*** Opening of The input ***

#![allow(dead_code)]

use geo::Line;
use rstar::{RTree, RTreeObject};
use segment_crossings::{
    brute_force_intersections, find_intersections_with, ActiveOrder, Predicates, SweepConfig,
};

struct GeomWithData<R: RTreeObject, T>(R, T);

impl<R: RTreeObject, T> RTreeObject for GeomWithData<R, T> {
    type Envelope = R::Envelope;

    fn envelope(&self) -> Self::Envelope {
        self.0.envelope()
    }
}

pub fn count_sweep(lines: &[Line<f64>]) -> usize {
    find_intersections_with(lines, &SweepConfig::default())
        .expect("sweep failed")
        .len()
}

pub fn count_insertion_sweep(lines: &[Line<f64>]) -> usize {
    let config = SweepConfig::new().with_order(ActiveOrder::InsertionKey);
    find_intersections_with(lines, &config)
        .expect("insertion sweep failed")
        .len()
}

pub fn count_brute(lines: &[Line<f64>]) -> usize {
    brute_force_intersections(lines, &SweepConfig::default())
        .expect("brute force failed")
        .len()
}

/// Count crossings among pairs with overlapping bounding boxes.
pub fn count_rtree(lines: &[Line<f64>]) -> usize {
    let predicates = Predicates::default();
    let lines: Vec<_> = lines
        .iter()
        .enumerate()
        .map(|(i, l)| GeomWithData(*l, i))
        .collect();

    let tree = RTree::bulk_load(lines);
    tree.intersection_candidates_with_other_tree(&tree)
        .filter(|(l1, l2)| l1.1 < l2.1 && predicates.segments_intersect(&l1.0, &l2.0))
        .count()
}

*** Close of The input ***
*** Opening of The input ***

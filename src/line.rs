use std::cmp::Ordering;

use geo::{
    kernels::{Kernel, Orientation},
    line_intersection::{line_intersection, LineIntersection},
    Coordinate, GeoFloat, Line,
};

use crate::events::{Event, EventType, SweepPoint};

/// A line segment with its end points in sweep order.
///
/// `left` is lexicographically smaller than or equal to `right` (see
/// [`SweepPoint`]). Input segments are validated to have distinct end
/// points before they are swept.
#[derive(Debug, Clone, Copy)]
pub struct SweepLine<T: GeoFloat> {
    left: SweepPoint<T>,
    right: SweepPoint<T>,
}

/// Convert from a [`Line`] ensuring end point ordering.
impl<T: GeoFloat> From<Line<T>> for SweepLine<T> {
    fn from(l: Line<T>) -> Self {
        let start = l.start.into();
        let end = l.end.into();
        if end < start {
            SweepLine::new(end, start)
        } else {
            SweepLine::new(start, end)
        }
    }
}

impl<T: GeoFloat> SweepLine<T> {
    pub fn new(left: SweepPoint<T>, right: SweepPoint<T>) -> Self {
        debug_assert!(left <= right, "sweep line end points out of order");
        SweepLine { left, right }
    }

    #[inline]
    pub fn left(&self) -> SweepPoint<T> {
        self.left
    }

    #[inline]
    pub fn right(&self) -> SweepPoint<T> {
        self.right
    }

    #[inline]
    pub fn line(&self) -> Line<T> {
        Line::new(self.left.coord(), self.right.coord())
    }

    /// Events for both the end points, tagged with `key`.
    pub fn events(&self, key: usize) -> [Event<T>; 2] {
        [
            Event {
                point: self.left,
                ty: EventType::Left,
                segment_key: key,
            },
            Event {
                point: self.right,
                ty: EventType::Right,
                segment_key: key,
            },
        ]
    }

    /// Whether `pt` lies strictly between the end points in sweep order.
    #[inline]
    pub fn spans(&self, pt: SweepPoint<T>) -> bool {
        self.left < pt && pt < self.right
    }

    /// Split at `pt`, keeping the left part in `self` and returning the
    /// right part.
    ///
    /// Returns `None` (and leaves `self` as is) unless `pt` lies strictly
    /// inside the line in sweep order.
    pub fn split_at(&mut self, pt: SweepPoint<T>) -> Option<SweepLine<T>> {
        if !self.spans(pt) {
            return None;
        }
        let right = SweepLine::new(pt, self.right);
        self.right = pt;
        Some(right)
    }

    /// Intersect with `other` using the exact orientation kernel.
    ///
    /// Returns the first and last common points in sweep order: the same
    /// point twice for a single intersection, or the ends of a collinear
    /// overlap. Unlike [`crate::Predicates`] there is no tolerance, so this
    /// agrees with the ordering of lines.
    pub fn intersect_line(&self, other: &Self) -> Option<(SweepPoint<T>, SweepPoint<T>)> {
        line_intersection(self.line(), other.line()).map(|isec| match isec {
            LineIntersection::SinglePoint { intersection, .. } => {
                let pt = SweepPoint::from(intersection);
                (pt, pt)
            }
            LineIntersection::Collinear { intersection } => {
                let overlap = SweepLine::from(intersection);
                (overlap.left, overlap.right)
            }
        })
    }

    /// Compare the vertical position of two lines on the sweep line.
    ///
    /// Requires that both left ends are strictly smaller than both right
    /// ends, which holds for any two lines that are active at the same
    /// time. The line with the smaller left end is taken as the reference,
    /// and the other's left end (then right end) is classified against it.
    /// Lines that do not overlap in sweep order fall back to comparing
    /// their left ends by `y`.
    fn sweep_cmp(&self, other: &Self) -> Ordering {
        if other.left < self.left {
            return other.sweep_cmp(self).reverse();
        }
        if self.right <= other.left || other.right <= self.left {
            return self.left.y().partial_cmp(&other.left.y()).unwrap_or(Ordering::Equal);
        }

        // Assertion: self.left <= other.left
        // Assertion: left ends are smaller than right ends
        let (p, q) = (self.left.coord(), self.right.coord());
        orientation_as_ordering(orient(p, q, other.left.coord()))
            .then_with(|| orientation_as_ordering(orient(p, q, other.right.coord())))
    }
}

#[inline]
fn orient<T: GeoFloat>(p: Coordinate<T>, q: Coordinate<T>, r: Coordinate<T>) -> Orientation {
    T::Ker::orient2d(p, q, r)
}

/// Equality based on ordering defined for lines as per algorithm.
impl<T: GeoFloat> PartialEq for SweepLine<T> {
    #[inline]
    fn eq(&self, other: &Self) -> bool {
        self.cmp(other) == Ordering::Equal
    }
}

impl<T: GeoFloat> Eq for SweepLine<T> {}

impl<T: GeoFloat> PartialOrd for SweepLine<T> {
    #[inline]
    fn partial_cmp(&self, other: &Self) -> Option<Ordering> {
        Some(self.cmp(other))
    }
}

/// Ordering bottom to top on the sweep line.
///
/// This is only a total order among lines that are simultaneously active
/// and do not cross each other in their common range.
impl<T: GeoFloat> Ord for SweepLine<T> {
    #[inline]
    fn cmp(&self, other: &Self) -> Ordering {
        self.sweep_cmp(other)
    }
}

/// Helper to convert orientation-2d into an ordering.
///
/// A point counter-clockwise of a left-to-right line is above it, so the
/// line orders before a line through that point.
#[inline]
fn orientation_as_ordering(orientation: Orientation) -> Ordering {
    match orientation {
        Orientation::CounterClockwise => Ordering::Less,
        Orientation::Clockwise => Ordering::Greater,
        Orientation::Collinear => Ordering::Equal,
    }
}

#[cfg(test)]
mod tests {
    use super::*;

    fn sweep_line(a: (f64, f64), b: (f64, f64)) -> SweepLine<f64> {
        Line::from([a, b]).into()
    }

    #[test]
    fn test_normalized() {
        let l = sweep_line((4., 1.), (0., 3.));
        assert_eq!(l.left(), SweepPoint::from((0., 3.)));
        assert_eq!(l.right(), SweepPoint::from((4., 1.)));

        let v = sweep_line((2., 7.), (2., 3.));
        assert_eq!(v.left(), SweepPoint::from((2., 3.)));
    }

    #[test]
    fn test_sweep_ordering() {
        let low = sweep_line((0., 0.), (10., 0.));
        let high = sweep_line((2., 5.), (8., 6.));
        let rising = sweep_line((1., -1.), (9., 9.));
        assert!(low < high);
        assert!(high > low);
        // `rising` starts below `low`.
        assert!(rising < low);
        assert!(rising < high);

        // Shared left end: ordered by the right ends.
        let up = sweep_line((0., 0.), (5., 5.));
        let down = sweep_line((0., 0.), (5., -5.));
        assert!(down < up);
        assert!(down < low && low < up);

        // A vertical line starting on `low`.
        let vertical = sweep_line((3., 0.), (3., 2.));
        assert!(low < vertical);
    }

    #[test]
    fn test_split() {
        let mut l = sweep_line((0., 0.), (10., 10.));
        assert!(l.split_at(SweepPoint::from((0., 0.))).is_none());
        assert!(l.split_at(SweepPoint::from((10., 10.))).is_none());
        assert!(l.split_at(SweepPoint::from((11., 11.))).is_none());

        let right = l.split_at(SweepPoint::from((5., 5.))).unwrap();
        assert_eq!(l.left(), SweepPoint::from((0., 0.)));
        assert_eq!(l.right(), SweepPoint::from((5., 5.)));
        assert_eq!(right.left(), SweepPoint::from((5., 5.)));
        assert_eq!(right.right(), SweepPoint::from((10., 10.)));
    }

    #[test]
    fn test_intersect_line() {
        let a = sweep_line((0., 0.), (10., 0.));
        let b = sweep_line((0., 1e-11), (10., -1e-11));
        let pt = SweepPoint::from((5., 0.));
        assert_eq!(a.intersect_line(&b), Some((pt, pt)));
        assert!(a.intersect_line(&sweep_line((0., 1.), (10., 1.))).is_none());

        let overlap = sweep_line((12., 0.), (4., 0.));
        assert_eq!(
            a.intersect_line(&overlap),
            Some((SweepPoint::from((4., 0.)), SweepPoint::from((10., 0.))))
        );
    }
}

*** Close of The input ***
*** Opening of The input ***

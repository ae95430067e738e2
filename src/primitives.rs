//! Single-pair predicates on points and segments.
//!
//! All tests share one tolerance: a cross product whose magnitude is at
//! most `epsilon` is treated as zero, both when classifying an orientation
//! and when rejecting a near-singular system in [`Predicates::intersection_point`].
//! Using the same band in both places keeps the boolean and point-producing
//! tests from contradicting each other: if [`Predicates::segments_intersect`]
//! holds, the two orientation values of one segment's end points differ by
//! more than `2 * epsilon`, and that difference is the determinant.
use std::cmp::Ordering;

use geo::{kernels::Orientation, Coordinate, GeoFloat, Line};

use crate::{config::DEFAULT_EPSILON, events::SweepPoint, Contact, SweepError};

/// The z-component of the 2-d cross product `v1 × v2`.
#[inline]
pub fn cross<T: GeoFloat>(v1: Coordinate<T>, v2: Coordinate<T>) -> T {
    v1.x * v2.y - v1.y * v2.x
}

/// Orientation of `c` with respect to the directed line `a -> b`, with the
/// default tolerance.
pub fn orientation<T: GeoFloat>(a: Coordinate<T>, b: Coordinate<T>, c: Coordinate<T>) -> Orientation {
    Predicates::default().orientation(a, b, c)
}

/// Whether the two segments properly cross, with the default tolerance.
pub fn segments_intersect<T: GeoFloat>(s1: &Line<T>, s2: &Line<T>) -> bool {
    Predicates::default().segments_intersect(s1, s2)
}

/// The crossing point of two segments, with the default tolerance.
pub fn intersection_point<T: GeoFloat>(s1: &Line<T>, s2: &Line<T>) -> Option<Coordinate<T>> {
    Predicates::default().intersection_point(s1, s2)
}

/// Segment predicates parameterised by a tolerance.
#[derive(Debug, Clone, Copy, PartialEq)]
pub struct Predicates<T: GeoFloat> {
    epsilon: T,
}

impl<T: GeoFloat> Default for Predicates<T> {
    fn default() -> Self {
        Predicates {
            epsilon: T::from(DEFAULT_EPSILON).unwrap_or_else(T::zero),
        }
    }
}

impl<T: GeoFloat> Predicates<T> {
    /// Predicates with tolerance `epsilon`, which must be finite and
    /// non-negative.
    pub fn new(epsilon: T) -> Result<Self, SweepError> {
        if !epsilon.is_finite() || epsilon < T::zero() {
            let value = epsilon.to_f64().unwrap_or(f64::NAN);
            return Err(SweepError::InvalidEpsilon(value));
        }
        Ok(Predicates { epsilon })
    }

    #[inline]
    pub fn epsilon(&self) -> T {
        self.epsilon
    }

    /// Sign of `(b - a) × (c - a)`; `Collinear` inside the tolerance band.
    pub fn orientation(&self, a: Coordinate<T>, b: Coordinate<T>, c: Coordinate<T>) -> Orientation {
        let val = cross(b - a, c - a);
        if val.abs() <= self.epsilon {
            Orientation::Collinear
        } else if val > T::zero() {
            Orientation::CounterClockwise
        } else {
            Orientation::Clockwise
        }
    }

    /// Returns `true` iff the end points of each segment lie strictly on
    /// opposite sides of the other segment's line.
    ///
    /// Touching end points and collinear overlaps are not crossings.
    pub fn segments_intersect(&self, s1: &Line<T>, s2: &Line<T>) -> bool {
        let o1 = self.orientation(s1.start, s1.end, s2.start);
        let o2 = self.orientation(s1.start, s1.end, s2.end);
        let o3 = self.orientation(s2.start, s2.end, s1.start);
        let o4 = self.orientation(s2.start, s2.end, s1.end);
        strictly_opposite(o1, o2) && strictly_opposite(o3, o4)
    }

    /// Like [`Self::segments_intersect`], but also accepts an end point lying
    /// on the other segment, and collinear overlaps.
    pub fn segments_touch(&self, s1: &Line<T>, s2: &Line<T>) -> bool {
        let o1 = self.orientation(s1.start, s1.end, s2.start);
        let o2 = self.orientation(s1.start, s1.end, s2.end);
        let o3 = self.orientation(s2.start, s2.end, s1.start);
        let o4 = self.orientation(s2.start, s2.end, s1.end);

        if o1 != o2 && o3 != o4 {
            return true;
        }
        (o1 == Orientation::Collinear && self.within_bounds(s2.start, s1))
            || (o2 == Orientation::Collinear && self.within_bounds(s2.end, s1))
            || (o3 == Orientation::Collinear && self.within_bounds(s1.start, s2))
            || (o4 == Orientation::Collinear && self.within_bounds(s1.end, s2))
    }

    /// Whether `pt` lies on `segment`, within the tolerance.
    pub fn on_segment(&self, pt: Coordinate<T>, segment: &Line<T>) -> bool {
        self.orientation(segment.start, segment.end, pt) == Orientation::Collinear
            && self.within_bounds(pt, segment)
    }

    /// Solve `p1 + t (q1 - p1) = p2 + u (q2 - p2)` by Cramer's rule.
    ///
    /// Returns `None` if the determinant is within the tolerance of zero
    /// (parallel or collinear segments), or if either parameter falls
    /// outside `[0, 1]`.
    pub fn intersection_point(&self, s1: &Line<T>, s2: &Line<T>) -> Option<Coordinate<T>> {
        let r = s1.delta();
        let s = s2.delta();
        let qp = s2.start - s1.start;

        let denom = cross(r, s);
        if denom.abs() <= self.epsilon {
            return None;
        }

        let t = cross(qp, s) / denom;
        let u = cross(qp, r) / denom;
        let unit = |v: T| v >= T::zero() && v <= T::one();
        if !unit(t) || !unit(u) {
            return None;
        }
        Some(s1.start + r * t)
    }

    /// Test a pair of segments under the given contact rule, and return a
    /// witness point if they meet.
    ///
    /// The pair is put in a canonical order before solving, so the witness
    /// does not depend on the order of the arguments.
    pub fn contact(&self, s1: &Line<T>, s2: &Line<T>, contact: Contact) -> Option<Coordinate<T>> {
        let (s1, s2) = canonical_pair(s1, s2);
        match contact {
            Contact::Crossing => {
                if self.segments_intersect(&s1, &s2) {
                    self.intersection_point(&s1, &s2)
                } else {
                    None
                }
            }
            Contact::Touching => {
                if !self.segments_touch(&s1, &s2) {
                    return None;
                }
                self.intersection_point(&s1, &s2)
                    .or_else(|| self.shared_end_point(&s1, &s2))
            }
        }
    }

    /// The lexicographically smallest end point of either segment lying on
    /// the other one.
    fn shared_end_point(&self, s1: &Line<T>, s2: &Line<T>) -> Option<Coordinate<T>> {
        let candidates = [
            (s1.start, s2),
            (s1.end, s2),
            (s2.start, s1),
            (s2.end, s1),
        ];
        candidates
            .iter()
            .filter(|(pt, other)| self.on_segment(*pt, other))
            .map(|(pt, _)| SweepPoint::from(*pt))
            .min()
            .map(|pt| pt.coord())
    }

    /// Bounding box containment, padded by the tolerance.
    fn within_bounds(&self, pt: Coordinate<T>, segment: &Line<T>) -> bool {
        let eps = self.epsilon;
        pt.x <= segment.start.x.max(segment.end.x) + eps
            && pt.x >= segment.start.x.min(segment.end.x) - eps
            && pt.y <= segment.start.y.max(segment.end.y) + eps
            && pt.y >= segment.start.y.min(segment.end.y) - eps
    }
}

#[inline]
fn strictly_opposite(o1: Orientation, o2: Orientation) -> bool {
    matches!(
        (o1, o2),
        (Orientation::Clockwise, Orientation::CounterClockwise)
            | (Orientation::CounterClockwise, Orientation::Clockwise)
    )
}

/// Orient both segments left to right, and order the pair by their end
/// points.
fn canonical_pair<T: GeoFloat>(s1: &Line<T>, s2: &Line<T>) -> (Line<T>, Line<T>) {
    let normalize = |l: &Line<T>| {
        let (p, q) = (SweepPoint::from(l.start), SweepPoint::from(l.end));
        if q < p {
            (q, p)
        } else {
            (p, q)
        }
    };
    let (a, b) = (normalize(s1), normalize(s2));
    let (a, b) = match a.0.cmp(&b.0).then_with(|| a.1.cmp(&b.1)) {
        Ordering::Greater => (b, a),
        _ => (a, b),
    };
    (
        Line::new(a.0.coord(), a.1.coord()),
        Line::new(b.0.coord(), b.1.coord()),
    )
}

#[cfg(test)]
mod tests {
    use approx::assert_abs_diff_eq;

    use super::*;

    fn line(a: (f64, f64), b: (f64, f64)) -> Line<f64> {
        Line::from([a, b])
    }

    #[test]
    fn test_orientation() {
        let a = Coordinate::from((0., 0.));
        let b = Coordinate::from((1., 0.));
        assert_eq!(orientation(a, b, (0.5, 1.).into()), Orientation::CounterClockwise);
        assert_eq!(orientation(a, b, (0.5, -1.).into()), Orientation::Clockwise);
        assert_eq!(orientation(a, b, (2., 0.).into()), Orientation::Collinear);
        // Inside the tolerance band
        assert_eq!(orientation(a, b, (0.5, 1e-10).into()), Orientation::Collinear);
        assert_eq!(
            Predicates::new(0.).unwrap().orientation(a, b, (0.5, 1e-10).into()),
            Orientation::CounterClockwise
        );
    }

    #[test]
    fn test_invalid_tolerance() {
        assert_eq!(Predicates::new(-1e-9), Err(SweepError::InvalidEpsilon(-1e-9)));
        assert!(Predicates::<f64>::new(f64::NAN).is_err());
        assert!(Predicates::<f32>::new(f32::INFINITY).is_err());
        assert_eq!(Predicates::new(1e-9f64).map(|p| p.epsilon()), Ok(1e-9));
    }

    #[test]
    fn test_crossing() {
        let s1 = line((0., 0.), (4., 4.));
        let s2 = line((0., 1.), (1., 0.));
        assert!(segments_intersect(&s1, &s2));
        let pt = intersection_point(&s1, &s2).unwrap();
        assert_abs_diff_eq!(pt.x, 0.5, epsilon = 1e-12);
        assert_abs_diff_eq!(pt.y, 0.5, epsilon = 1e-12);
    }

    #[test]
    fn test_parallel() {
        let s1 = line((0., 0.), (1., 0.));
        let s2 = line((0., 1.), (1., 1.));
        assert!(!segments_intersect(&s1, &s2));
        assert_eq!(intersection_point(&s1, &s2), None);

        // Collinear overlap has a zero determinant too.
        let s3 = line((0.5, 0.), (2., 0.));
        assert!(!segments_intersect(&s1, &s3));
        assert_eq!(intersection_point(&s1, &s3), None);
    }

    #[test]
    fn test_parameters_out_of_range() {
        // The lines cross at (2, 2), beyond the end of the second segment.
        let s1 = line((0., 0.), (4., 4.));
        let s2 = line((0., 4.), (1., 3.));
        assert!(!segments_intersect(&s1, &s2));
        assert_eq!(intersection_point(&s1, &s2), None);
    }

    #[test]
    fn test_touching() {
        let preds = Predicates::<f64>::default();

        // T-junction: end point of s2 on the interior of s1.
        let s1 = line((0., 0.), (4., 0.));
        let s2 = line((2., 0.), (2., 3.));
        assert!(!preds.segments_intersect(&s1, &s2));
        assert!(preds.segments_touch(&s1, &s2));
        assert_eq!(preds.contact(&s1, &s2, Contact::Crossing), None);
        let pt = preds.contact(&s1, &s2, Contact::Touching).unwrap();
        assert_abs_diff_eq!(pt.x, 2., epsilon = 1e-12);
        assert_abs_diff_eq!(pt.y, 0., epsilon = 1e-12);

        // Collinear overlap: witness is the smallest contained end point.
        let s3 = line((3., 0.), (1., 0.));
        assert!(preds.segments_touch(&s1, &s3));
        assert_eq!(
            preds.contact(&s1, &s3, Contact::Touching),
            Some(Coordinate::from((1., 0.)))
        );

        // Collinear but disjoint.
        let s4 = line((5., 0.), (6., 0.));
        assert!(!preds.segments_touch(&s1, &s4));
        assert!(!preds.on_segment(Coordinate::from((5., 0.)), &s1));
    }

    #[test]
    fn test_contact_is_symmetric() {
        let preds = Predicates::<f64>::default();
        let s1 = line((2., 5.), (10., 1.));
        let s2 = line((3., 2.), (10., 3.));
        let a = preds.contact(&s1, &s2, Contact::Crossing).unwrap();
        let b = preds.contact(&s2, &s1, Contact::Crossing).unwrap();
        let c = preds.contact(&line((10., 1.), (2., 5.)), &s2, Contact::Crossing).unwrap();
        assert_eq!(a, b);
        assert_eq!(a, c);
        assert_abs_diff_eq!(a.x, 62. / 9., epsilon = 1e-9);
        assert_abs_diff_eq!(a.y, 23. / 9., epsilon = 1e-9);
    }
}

*** Close of The input ***

> _Exercise_
Beginning at the line with "the second segment." and stopping after the line with "let s1 = line((0., 0.), (4., 0.));", please write out every line of the data above exactly and nothing else.

> _Expected answer_
        // The lines cross at (2, 2), beyond the end of the second segment.
        let s1 = line((0., 0.), (4., 4.));
        let s2 = line((0., 4.), (1., 3.));
        assert!(!segments_intersect(&s1, &s2));
        assert_eq!(intersection_point(&s1, &s2), None);
    }

    #[test]
    fn test_touching() {
        let preds = Predicates::<f64>::default();

        // T-junction: end point of s2 on the interior of s1.
        let s1 = line((0., 0.), (4., 0.));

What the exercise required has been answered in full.